**Task requirements**
The answer is the set of lines that include "crate", copied from the data below.
☆ ☆ ☆
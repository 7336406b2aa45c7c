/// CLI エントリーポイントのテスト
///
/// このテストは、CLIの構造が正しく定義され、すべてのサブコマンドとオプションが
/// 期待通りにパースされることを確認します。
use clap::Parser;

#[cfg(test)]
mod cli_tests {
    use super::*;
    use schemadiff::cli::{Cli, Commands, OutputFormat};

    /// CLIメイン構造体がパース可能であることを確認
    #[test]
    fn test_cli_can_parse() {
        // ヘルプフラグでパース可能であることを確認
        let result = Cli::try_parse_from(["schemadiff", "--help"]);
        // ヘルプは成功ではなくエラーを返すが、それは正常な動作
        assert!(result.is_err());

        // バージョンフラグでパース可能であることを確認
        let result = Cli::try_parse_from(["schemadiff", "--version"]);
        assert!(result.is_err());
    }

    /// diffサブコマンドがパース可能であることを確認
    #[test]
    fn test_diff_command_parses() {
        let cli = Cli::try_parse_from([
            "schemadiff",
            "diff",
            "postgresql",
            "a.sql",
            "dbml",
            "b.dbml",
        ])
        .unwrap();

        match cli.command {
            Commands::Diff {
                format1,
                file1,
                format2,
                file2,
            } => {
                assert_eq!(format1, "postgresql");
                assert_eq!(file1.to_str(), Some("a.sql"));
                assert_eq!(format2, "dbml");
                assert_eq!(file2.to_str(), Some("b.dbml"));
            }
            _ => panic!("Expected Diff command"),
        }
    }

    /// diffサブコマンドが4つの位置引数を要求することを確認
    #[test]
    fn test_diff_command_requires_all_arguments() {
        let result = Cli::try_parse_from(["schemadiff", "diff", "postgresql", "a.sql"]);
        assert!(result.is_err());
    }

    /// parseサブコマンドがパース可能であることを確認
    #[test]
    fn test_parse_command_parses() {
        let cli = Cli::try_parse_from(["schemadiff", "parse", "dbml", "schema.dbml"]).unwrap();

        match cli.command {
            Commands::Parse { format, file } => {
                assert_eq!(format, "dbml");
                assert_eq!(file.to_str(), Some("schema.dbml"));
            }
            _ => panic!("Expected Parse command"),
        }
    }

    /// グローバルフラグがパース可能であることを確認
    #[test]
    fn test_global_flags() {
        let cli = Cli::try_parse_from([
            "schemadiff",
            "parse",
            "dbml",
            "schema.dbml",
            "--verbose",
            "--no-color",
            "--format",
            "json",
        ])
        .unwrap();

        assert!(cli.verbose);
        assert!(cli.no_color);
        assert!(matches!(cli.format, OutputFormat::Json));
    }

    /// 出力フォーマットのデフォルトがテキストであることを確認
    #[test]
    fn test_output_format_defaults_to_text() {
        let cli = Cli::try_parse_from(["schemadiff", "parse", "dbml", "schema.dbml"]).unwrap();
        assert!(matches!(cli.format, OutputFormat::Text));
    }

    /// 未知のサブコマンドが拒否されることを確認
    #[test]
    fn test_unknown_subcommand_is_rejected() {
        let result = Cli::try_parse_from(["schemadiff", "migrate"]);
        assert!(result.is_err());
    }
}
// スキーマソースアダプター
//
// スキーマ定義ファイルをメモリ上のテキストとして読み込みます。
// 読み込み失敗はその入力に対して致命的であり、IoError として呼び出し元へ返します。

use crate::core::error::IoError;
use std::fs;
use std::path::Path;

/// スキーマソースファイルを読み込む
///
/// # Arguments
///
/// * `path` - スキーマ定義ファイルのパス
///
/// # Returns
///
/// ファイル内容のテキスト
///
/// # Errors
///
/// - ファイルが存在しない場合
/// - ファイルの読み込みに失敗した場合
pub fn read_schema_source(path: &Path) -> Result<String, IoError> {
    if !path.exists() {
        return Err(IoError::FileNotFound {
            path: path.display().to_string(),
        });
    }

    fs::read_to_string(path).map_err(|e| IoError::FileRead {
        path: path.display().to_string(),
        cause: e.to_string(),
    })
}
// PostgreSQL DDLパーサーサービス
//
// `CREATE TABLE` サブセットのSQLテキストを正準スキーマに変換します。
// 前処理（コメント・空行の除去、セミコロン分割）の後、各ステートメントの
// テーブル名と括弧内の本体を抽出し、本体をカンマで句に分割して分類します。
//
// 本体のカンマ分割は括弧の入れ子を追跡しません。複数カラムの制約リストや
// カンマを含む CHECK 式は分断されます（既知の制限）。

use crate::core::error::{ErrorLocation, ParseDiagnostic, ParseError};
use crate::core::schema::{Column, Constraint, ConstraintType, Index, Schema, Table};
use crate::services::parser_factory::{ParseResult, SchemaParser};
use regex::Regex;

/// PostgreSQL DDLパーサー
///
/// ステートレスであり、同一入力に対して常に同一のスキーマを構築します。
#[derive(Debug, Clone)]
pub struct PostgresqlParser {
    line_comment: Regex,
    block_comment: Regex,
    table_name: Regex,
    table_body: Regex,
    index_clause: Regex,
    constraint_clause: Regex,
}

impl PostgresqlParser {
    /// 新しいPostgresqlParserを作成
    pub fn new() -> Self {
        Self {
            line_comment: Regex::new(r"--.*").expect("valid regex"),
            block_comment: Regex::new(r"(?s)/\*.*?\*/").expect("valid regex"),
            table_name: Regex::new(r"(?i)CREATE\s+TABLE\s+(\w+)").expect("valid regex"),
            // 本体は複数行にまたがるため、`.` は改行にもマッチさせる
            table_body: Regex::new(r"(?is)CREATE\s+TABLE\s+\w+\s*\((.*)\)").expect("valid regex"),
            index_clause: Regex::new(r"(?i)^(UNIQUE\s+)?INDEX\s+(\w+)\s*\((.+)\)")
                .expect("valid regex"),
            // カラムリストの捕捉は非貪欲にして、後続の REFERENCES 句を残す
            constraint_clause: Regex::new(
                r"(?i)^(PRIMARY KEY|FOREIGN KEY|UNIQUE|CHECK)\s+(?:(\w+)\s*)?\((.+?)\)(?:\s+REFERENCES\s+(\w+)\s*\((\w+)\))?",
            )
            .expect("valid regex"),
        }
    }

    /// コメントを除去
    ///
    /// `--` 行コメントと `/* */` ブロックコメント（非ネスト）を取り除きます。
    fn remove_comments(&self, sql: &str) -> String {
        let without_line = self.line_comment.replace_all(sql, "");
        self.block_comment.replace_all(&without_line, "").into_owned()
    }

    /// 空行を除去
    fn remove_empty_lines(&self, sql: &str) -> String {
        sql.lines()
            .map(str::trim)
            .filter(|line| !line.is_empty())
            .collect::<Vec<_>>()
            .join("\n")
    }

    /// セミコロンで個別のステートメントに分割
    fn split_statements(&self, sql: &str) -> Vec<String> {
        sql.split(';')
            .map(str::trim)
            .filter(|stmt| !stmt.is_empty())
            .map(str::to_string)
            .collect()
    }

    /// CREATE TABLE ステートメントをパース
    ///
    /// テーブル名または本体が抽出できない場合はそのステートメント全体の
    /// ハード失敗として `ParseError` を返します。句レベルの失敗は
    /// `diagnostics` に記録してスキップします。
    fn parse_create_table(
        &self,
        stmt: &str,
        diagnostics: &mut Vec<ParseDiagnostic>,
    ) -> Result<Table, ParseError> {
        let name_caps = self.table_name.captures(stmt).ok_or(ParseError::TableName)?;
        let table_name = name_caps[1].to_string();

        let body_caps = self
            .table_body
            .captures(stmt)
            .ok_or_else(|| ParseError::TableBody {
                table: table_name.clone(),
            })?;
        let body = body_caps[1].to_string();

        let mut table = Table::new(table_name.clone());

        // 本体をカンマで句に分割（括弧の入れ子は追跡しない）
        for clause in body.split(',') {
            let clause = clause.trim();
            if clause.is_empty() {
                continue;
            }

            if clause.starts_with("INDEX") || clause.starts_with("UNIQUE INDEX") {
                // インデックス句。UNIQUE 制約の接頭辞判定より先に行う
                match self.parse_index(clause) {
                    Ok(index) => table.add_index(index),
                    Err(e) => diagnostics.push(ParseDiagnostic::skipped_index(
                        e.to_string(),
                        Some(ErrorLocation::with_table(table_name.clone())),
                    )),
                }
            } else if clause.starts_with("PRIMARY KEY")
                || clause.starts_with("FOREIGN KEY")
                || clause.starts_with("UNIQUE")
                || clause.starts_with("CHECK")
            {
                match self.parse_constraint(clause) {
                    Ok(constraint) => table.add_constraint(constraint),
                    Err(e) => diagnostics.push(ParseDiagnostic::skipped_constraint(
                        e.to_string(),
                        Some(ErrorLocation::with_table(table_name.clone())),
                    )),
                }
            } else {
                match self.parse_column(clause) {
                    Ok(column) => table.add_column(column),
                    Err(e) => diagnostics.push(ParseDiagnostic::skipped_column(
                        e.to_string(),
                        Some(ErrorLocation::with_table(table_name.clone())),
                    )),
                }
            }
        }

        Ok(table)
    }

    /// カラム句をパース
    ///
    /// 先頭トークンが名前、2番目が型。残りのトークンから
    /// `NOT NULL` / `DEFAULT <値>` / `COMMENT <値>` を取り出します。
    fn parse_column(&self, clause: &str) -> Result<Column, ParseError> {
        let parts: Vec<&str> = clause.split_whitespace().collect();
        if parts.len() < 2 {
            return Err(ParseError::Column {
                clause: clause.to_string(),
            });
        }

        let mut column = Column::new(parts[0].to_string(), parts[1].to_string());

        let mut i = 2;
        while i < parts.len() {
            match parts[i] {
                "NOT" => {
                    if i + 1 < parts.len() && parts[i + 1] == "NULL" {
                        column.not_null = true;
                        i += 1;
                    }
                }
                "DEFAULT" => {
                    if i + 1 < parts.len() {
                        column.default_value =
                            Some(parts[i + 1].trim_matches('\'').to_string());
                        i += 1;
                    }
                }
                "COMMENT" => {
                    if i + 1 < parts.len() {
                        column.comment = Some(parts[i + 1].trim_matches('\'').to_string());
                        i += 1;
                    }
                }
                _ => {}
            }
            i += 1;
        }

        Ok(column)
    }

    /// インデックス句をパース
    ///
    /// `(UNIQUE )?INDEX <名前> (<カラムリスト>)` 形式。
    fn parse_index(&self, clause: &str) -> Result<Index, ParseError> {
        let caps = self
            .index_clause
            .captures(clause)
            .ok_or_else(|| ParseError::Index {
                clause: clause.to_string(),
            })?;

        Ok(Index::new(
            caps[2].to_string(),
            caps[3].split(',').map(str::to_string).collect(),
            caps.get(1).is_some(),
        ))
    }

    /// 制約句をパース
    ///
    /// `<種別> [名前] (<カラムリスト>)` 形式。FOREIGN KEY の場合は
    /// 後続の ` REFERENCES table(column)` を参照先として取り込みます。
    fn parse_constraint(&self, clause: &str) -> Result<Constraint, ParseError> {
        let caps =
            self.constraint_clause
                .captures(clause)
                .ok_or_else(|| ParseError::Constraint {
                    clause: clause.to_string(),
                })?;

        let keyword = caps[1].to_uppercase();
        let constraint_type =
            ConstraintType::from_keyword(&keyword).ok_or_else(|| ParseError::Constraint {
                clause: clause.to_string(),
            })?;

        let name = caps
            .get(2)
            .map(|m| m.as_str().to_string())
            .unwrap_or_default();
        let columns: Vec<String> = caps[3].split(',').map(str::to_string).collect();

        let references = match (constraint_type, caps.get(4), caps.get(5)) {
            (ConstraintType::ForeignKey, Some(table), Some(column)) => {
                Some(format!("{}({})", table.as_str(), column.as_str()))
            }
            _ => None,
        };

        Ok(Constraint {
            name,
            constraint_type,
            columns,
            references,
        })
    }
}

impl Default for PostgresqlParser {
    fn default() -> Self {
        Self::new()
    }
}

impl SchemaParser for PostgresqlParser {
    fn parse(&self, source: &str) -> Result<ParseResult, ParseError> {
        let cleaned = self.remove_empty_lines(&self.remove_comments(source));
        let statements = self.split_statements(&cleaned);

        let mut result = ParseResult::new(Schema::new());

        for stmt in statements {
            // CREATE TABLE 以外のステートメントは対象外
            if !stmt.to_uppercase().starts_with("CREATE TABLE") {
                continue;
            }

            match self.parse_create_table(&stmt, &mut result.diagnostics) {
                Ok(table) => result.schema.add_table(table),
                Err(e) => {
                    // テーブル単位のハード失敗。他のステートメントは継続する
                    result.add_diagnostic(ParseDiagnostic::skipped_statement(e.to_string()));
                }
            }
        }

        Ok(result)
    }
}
☆ ☆ ☆
**Solution to this problem**
use crate::core::error::IoError;
use crate::core::error::{ErrorLocation, ParseDiagnostic, ParseError};
use crate::core::schema::{Column, Constraint, ConstraintType, Index, Schema, Table};
use crate::services::parser_factory::{ParseResult, SchemaParser};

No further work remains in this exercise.